[[ PROVIDED MATERIAL, beginning ]]

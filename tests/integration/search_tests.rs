//! Integration tests for search and ranking over an on-disk index

use scholar_crawl::config::parse_config;
use scholar_crawl::storage::{open_storage, DocumentStore};
use scholar_crawl::SearchService;
use std::sync::Arc;
use tempfile::TempDir;

const CONFIG: &str = r#"
[user-agent]
crawler-name = "TestBot"
crawler-version = "1.0.0"
contact-url = "https://example.com/contact"
contact-email = "test@example.com"

[storage]
database-path = "unused.db"

[[site]]
domain = "ocw.mit.edu"
allow = ["^/courses/"]
trust = 3

[[site]]
domain = "en.wikipedia.org"
allow = ["^/wiki/[^:]+$"]
trust = 1

[[site]]
domain = "*.openstax.org"
allow = ["^/books/"]
trust = 2
"#;

fn index_document(store: &dyn DocumentStore, url: &str, title: &str, text: &str, domain: &str) {
    store
        .replace_document(url, title, text, domain, "math")
        .unwrap();
}

#[test]
fn test_trust_outranks_keyword_title() {
    let dir = TempDir::new().unwrap();
    let store = Arc::new(open_storage(&dir.path().join("index.db")).unwrap());
    let config = parse_config(CONFIG).unwrap();

    // trust 1 + "problems" 2 - long text 1 = 2
    let long_text = format!("Integration by parts. {}", "More worked steps. ".repeat(250));
    index_document(
        store.as_ref(),
        "https://en.wikipedia.org/wiki/Integration_problems",
        "Integration problems",
        &long_text,
        "en.wikipedia.org",
    );
    // trust 3 = 3
    index_document(
        store.as_ref(),
        "https://ocw.mit.edu/courses/integration",
        "Integration",
        "Integration by parts reverses the product rule.",
        "ocw.mit.edu",
    );

    let service = SearchService::from_config(&config, store);
    let results = service.search("integration parts", Some("math"), 5).unwrap();

    assert_eq!(results.len(), 2);
    assert_eq!(results[0].url, "https://ocw.mit.edu/courses/integration");
    assert_eq!(results[0].score, 3);
    assert_eq!(results[1].score, 2);
    assert!(results[1].why.contains("problems"));
    assert!(results[1].why.contains("long text"));
}

#[test]
fn test_wildcard_trust_applies_to_subdomains() {
    let dir = TempDir::new().unwrap();
    let store = Arc::new(open_storage(&dir.path().join("index.db")).unwrap());
    let config = parse_config(CONFIG).unwrap();

    index_document(
        store.as_ref(),
        "https://www.openstax.org/books/calculus",
        "Calculus Volume 1",
        "Functions and graphs, limits, derivatives.",
        "www.openstax.org",
    );

    let service = SearchService::from_config(&config, store);
    let results = service.search("limits", None, 5).unwrap();
    assert_eq!(results.len(), 1);
    assert_eq!(results[0].score, 2);
}

#[test]
fn test_limit_respected_with_many_matches() {
    let dir = TempDir::new().unwrap();
    let store = Arc::new(open_storage(&dir.path().join("index.db")).unwrap());
    let config = parse_config(CONFIG).unwrap();

    for i in 0..20 {
        index_document(
            store.as_ref(),
            &format!("https://ocw.mit.edu/courses/matrices-{}", i),
            &format!("Matrices part {}", i),
            "A matrix is a rectangular array of numbers.",
            "ocw.mit.edu",
        );
    }

    let service = SearchService::from_config(&config, store);
    assert_eq!(service.search("matrix", None, 5).unwrap().len(), 5);
    assert_eq!(service.search("matrix", None, 50).unwrap().len(), 20);
}

#[test]
fn test_index_persists_across_reopen() {
    let dir = TempDir::new().unwrap();
    let db_path = dir.path().join("index.db");
    let config = parse_config(CONFIG).unwrap();

    {
        let store = open_storage(&db_path).unwrap();
        index_document(
            &store,
            "https://ocw.mit.edu/courses/eigen",
            "Eigenvalues lecture notes",
            "Eigenvalues and eigenvectors of square matrices.",
            "ocw.mit.edu",
        );
    }

    let store = Arc::new(open_storage(&db_path).unwrap());
    let service = SearchService::from_config(&config, store);
    let results = service.search("eigenvalues", Some("math"), 5).unwrap();

    assert_eq!(results.len(), 1);
    // trust 3 + title keyword 2
    assert_eq!(results[0].score, 5);

    let json = serde_json::to_value(&results[0]).unwrap();
    assert_eq!(json["url"], "https://ocw.mit.edu/courses/eigen");
    assert_eq!(json["domain"], "ocw.mit.edu");
    assert_eq!(json["score"], 5);
}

[[ PROVIDED MATERIAL, end ]]

→ **EXERCISE OBJECTIVE**
Without omitting anything, reproduce the whole of the data.

→ **SOLUTION TO THIS PROBLEM**
filename tests/integration/search_tests.rs
//! Integration tests for search and ranking over an on-disk index

use scholar_crawl::config::parse_config;
use scholar_crawl::storage::{open_storage, DocumentStore};
use scholar_crawl::SearchService;
use std::sync::Arc;
use tempfile::TempDir;

const CONFIG: &str = r#"
[user-agent]
crawler-name = "TestBot"
crawler-version = "1.0.0"
contact-url = "https://example.com/contact"
contact-email = "test@example.com"

[storage]
database-path = "unused.db"

[[site]]
domain = "ocw.mit.edu"
allow = ["^/courses/"]
trust = 3

[[site]]
domain = "en.wikipedia.org"
allow = ["^/wiki/[^:]+$"]
trust = 1

[[site]]
domain = "*.openstax.org"
allow = ["^/books/"]
trust = 2
"#;

fn index_document(store: &dyn DocumentStore, url: &str, title: &str, text: &str, domain: &str) {
    store
        .replace_document(url, title, text, domain, "math")
        .unwrap();
}

#[test]
fn test_trust_outranks_keyword_title() {
    let dir = TempDir::new().unwrap();
    let store = Arc::new(open_storage(&dir.path().join("index.db")).unwrap());
    let config = parse_config(CONFIG).unwrap();

    // trust 1 + "problems" 2 - long text 1 = 2
    let long_text = format!("Integration by parts. {}", "More worked steps. ".repeat(250));
    index_document(
        store.as_ref(),
        "https://en.wikipedia.org/wiki/Integration_problems",
        "Integration problems",
        &long_text,
        "en.wikipedia.org",
    );
    // trust 3 = 3
    index_document(
        store.as_ref(),
        "https://ocw.mit.edu/courses/integration",
        "Integration",
        "Integration by parts reverses the product rule.",
        "ocw.mit.edu",
    );

    let service = SearchService::from_config(&config, store);
    let results = service.search("integration parts", Some("math"), 5).unwrap();

    assert_eq!(results.len(), 2);
    assert_eq!(results[0].url, "https://ocw.mit.edu/courses/integration");
    assert_eq!(results[0].score, 3);
    assert_eq!(results[1].score, 2);
    assert!(results[1].why.contains("problems"));
    assert!(results[1].why.contains("long text"));
}

#[test]
fn test_wildcard_trust_applies_to_subdomains() {
    let dir = TempDir::new().unwrap();
    let store = Arc::new(open_storage(&dir.path().join("index.db")).unwrap());
    let config = parse_config(CONFIG).unwrap();

    index_document(
        store.as_ref(),
        "https://www.openstax.org/books/calculus",
        "Calculus Volume 1",
        "Functions and graphs, limits, derivatives.",
        "www.openstax.org",
    );

    let service = SearchService::from_config(&config, store);
    let results = service.search("limits", None, 5).unwrap();
    assert_eq!(results.len(), 1);
    assert_eq!(results[0].score, 2);
}

#[test]
fn test_limit_respected_with_many_matches() {
    let dir = TempDir::new().unwrap();
    let store = Arc::new(open_storage(&dir.path().join("index.db")).unwrap());
    let config = parse_config(CONFIG).unwrap();

    for i in 0..20 {
        index_document(
            store.as_ref(),
            &format!("https://ocw.mit.edu/courses/matrices-{}", i),
            &format!("Matrices part {}", i),
            "A matrix is a rectangular array of numbers.",
            "ocw.mit.edu",
        );
    }

    let service = SearchService::from_config(&config, store);
    assert_eq!(service.search("matrix", None, 5).unwrap().len(), 5);
    assert_eq!(service.search("matrix", None, 50).unwrap().len(), 20);
}

#[test]
fn test_index_persists_across_reopen() {
    let dir = TempDir::new().unwrap();
    let db_path = dir.path().join("index.db");
    let config = parse_config(CONFIG).unwrap();

    {
        let store = open_storage(&db_path).unwrap();
        index_document(
            &store,
            "https://ocw.mit.edu/courses/eigen",
            "Eigenvalues lecture notes",
            "Eigenvalues and eigenvectors of square matrices.",
            "ocw.mit.edu",
        );
    }

    let store = Arc::new(open_storage(&db_path).unwrap());
    let service = SearchService::from_config(&config, store);
    let results = service.search("eigenvalues", Some("math"), 5).unwrap();

    assert_eq!(results.len(), 1);
    // trust 3 + title keyword 2
    assert_eq!(results[0].score, 5);

    let json = serde_json::to_value(&results[0]).unwrap();
    assert_eq!(json["url"], "https://ocw.mit.edu/courses/eigen");
    assert_eq!(json["domain"], "ocw.mit.edu");
    assert_eq!(json["score"], 5);
}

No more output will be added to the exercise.